Your “Perceptions on Time & Money” study encompassed research from six countries and demonstrated the correlation between how a person consumes both time and money. What are some of the surprising stats that have come out of both the quiz and research?
Financial literacy education has largely been focused on helping people “do the math.” There is an unspoken belief that if you understand how to calculate compounding interest, you will be in the position to make wise financial decisions and live a financially healthy life. But the evidence just doesn’t show that to be true. We found no meaningful correlation between “financial acumen” and “financial health.”
The UK scored the highest in our global poll for financial health. Having lived in the U.K. for five years, I think consumers there are much more skeptical and have more tools available to help them treat financial products like any other product. In fact, the price comparison websites in the UK (like MoneySuperMarket) inspired me to start MagnifyMoney.
As you have chronicled, the credit scoring industry has undergone rapid change recently. What are the one or two most important changes from a consumer standpoint and why?
I think the single biggest change is that so many more consumers know their score and want to understand in even more detail how it is calculated. Credit scores have a big impact on people’s lives, and for far too long the algorithm lived in a box. Companies like CreditKarma have really been pioneers in making the score, and how the score is calculated, public knowledge.

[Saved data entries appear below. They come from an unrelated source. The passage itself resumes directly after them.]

//! Expansion of node records into individual nodes.
//!
//! A record names its hosts in one of three ways: an explicit
//! comma-separated `host-list`, a dash range such as `10.0.0.1-10.0.0.9`, or
//! a CIDR block such as `10.0.0.0/29`. When a record expands to more than
//! one node its id is either a template containing `{0}` (replaced by a
//! 1-based index) or a prefix the index is appended to.

use std::net::Ipv4Addr;
use std::str::FromStr;

use serde::Deserialize;

use super::{ByonError, ByonNode};

const INDEX_PLACEHOLDER: &str = "{0}";
const MAX_RANGE_SIZE: u64 = 65_536;

/// A node record as written in the cluster descriptor.
#[derive(Clone, Debug, Default, Deserialize, Eq, PartialEq)]
#[serde(rename_all = "kebab-case")]
pub struct NodeRecord {
    /// Node id, template, or prefix.
    pub id: String,
    /// Comma-separated hosts.
    #[serde(default)]
    pub host_list: Option<String>,
    /// Dash range or CIDR block.
    #[serde(default)]
    pub host_range: Option<String>,
    /// Login user for these nodes.
    #[serde(default)]
    pub username: Option<String>,
    /// Login password for these nodes.
    #[serde(default)]
    pub credential: Option<String>,
    /// Private key for these nodes.
    #[serde(default, alias = "keyFile")]
    pub key_file: Option<String>,
}

#[derive(Clone, Copy, Debug, Eq, PartialEq)]
enum IdScheme {
    Fixed,
    Template,
    Prefix,
}

impl IdScheme {
    fn for_many(id: &str) -> Self {
        if id.contains(INDEX_PLACEHOLDER) {
            Self::Template
        } else {
            Self::Prefix
        }
    }

    fn render(self, id: &str, index: u64) -> String {
        match self {
            Self::Fixed => id.to_owned(),
            Self::Template => id.replace(INDEX_PLACEHOLDER, &index.to_string()),
            Self::Prefix => format!("{id}{index}"),
        }
    }
}

/// Expands every record into nodes, in declaration order.
///
/// # Errors
///
/// Returns the first [`ByonError`] raised by a malformed record.
pub fn parse_nodes(records: &[NodeRecord]) -> Result<Vec<ByonNode>, ByonError> {
    let mut nodes = Vec::new();
    for record in records {
        nodes.extend(parse_record(record)?);
    }
    Ok(nodes)
}

fn parse_record(record: &NodeRecord) -> Result<Vec<ByonNode>, ByonError> {
    let id = record.id.trim();
    if id.is_empty() {
        return Err(ByonError::EmptyId);
    }

    if let Some(list) = non_blank(record.host_list.as_deref()) {
        if list.contains(',') {
            return Ok(parse_host_list(record, id, list));
        }
        let single_id = if id.contains('{') {
            IdScheme::Template.render(id, 1)
        } else {
            id.to_owned()
        };
        return Ok(vec![node(record, single_id, list.to_owned())]);
    }

    if let Some(range) = non_blank(record.host_range.as_deref()) {
        if is_ip_range(range) {
            return parse_range(record, id, range);
        }
        if range.contains('/') {
            let expanded = cidr_to_range(range)?;
            return parse_range(record, id, &expanded);
        }
        return Err(ByonError::InvalidHosts {
            hosts: range.to_owned(),
        });
    }

    Err(ByonError::HostsNotSet { id: id.to_owned() })
}

fn parse_host_list(record: &NodeRecord, id: &str, list: &str) -> Vec<ByonNode> {
    let hosts: Vec<&str> = list
        .split(',')
        .map(str::trim)
        .filter(|host| !host.is_empty())
        .collect();
    let scheme = if hosts.len() > 1 {
        IdScheme::for_many(id)
    } else {
        IdScheme::Fixed
    };

    hosts
        .into_iter()
        .zip(1_u64..)
        .map(|(host, index)| node(record, scheme.render(id, index), host.to_owned()))
        .collect()
}

fn parse_range(record: &NodeRecord, id: &str, range: &str) -> Result<Vec<ByonNode>, ByonError> {
    let (start_text, end_text) = range
        .split_once('-')
        .ok_or_else(|| ByonError::InvalidHosts {
            hosts: range.to_owned(),
        })?;
    let start = u32::from(parse_ipv4(start_text)?);
    let end = u32::from(parse_ipv4(end_text)?);

    if start > end {
        return Ok(Vec::new());
    }

    let size = u64::from(end - start) + 1;
    if size > MAX_RANGE_SIZE {
        return Err(ByonError::RangeTooLarge {
            range: range.to_owned(),
            size,
            limit: MAX_RANGE_SIZE,
        });
    }

    let scheme = if start < end {
        IdScheme::for_many(id)
    } else {
        IdScheme::Fixed
    };

    Ok((start..=end)
        .zip(1_u64..)
        .map(|(address, index)| {
            node(
                record,
                scheme.render(id, index),
                Ipv4Addr::from(address).to_string(),
            )
        })
        .collect())
}

/// Converts `a.b.c.d/n` into the inclusive `lowest-highest` range it spans.
fn cidr_to_range(cidr: &str) -> Result<String, ByonError> {
    let (address_text, bits_text) = cidr.split_once('/').unwrap_or((cidr, "0"));
    let address = u32::from(parse_ipv4(address_text)?);
    let bits: u32 = bits_text
        .trim()
        .parse()
        .map_err(|err: std::num::ParseIntError| ByonError::InvalidCidr {
            cidr: cidr.to_owned(),
            message: err.to_string(),
        })?;
    if bits > 32 {
        return Err(ByonError::InvalidCidr {
            cidr: cidr.to_owned(),
            message: String::from("prefix length exceeds 32"),
        });
    }

    let mask = u32::MAX.checked_shl(32 - bits).unwrap_or(0);
    let lowest = address & mask;
    let highest = lowest | !mask;
    Ok(format!("{}-{}", Ipv4Addr::from(lowest), Ipv4Addr::from(highest)))
}

fn is_ip_range(range: &str) -> bool {
    range
        .split_once('-')
        .is_some_and(|(start, _)| Ipv4Addr::from_str(start.trim()).is_ok())
}

fn parse_ipv4(text: &str) -> Result<Ipv4Addr, ByonError> {
    Ipv4Addr::from_str(text.trim()).map_err(|_| ByonError::InvalidAddress {
        address: text.trim().to_owned(),
    })
}

fn non_blank(value: Option<&str>) -> Option<&str> {
    value.map(str::trim).filter(|text| !text.is_empty())
}

fn node(record: &NodeRecord, id: String, host: String) -> ByonNode {
    ByonNode {
        id,
        host,
        username: record.username.clone(),
        credential: record.credential.clone(),
        key_file: record.key_file.clone(),
        group: None,
    }
}
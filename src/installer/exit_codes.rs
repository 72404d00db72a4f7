//! Descriptions of the exit codes raised by the bootstrap script.

/// Exit code the SSH client reports when the connection itself fails.
pub const SSH_CONNECTION_FAILURE: i32 = 255;

const UNEXPECTED_TERMINATION: &str = "script terminated unexpectedly";

const SCRIPT_ERRORS: &[(i32, &str)] = &[
    (100, "environment file not found, bootstrapping cannot proceed"),
    (101, "failed to download the Java runtime"),
    (102, "failed to remove the previous Java installation directory"),
    (103, "failed to move the JDK installation"),
    (104, "failed to download the cluster software"),
    (105, "failed to download the cluster software overrides"),
    (106, "failed to remove the previous installation directory"),
    (107, "failed to create the installation directory"),
    (108, "failed to extract the cluster software"),
    (109, "failed to change permissions in the installation"),
    (110, "failed to move the installation into place"),
    (111, "failed to extract the cluster software overrides"),
    (112, "failed to change into the bin directory"),
    (113, "failed to update the agent environment file"),
    (114, "failed to remove nohup.out, another process may be using it"),
    (115, "the login user is not a sudoer or sudo requires a password"),
    (116, "sudoers file not found at /etc/sudoers"),
    (117, "failed to disable requiretty in the sudoers file"),
    (118, "failed to change into the cli directory"),
    (119, "host validation aborted, the host name could not be resolved"),
    (120, "host validation aborted, permission denied"),
    (121, "network interface validation aborted, the host could not be resolved"),
    (122, "network interface validation aborted, socket I/O error"),
    (123, "network interface validation aborted, permission denied"),
    (124, "port validation aborted, the host could not be resolved"),
    (125, "port validation aborted, socket I/O error"),
    (126, "port validation aborted, permission denied"),
    (127, "lookup service validation aborted, the host could not be resolved"),
    (128, "lookup service validation aborted, socket I/O error"),
    (129, "lookup service validation aborted, permission denied"),
    (130, "agent validation failed"),
    (131, "no running agent found after bootstrap completed"),
    (132, "some management components are unavailable after bootstrap, check the logs"),
    (133, "a required management service is missing after bootstrap, check the logs"),
    (134, "failed to delete the cluster software archive from the home directory"),
    (135, "failed to delete the overrides archive from the home directory"),
    (136, "failed to delete the Java installer from the home directory"),
    (SSH_CONNECTION_FAILURE, "the SSH session failed or the script reported a custom error"),
];

/// Returns the description of `code`, or a generic message for unknown
/// codes and signal terminations.
#[must_use]
pub fn describe(code: Option<i32>) -> &'static str {
    code.and_then(|value| {
        SCRIPT_ERRORS
            .iter()
            .find(|(known, _)| *known == value)
            .map(|(_, description)| *description)
    })
    .unwrap_or(UNEXPECTED_TERMINATION)
}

But as the box is opened, people start to become more acutely aware of shortcomings and start demanding that the system be even more open and fair. I think that is a good development.
The second trend is a focus on making the tent bigger. Far too many responsible people are unable to get a credit score. If you pay your rent on time, use your debit card for all of your purchases and save 20 percent of your income every month, you still might not exist from a credit scoring perspective. Although a secured credit card is a nice product, there has to be a better way to get good people credit scores. A lot of smart people are working on this deficiency, and there have been some real improvements. But we still have a long way to go.
I get excited by the ability of technology to help people live demonstrably better lives. In the UK, I saw a mature price-comparison market that educated consumers and gave them the confidence and tools needed to find the best savings accounts, cheapest loans and longest balance transfers. When I looked across the Atlantic, I felt like the U.S. market was focused on “lead generation” rather than helping educate consumers and helping them find the right product for their needs.
We have two pillars to our business. The first is content, and this summer we hired Mandi Woodruff from Yahoo Personal Finance as our executive editor. Our team is expanding, and we plan to provide unbiased, actionable answers to every possible personal finance question. Our list of questions is long, and we are just at the beginning.
Our second pillar is our product marketplaces, where people can compare and shop for financial products. Unlike many companies, we don’t “sell” our #1 position. We rank our products based upon the value to the consumer, rather than the commission paid to us. That means we will make less money than our competitors, but I think we will win consumer trust in the long run. In the year ahead, we will continue to expand the number of product marketplaces, with a few big product verticals in the works.